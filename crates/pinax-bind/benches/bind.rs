//! Binding benchmarks.
//!
//! Run with: `cargo bench -p pinax-bind`

use std::collections::HashMap;

use criterion::{black_box, criterion_group, criterion_main, BenchmarkId, Criterion};
use pinax_bind::{bind, bind_in, ValueMap};
use pinax_core::{BindConfig, TypeRegistry};
use pinax_macros::Bind;

#[derive(Bind, Default)]
#[bind(crate = "pinax_core")]
struct Item {
    #[bind(query = "sku")]
    sku: String,
    #[bind(query = "qty")]
    qty: u32,
}

#[derive(Bind, Default)]
#[bind(crate = "pinax_core")]
struct Search {
    #[bind(query = "q")]
    q: String,
    #[bind(query = "page,p", default = "1")]
    page: u32,
    #[bind(query = "size", default = "20")]
    size: u32,
    #[bind(query = "sort", enum = "asc,desc")]
    sort: String,
    #[bind(query = "tags")]
    tags: Vec<String>,
    #[bind(query = "since")]
    since: Option<i64>,
    #[bind(query = "meta")]
    meta: HashMap<String, String>,
    #[bind(query = "items")]
    items: Vec<Item>,
}

fn flat_values() -> ValueMap {
    ValueMap::from_pairs([
        ("q", "rust"),
        ("p", "3"),
        ("sort", "desc"),
        ("tags", "a"),
        ("tags", "b"),
        ("since", "1700000000"),
    ])
}

fn nested_values(items: usize) -> ValueMap {
    let mut values = flat_values();
    values.append("meta.region", "eu");
    values.append("meta[\"team.id\"]", "7");
    for i in 0..items {
        values.append(format!("items[{i}].sku"), format!("sku-{i}"));
        values.append(format!("items[{i}].qty"), i.to_string());
    }
    values
}

fn bench_flat_bind(c: &mut Criterion) {
    let values = flat_values();
    let config = BindConfig::default();

    c.bench_function("flat_bind", |b| {
        b.iter(|| {
            let mut search = Search::default();
            black_box(bind(&mut search, &values, "query", &config).is_ok());
            black_box(search);
        });
    });
}

fn bench_cold_registry(c: &mut Criterion) {
    let values = flat_values();
    let config = BindConfig::default();

    c.bench_function("cold_registry", |b| {
        b.iter(|| {
            let registry = TypeRegistry::new();
            let mut search = Search::default();
            black_box(bind_in(&registry, &mut search, &values, "query", &config).is_ok());
        });
    });
}

fn bench_struct_slices(c: &mut Criterion) {
    let mut group = c.benchmark_group("struct_slices");
    let config = BindConfig::default();

    for items in [1, 10, 50, 100] {
        let values = nested_values(items);
        group.bench_with_input(BenchmarkId::new("bind", items), &items, |b, _| {
            b.iter(|| {
                let mut search = Search::default();
                black_box(bind(&mut search, &values, "query", &config).is_ok());
                black_box(search.items.len());
            });
        });
    }

    group.finish();
}

criterion_group!(benches, bench_flat_bind, bench_cold_registry, bench_struct_slices);
criterion_main!(benches);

# [TRY IT]
Each line with the word "HashMap" in the records above belongs in the result; copy all of them.

# [TASK SOLUTION]
use std::collections::HashMap;
    meta: HashMap<String, String>,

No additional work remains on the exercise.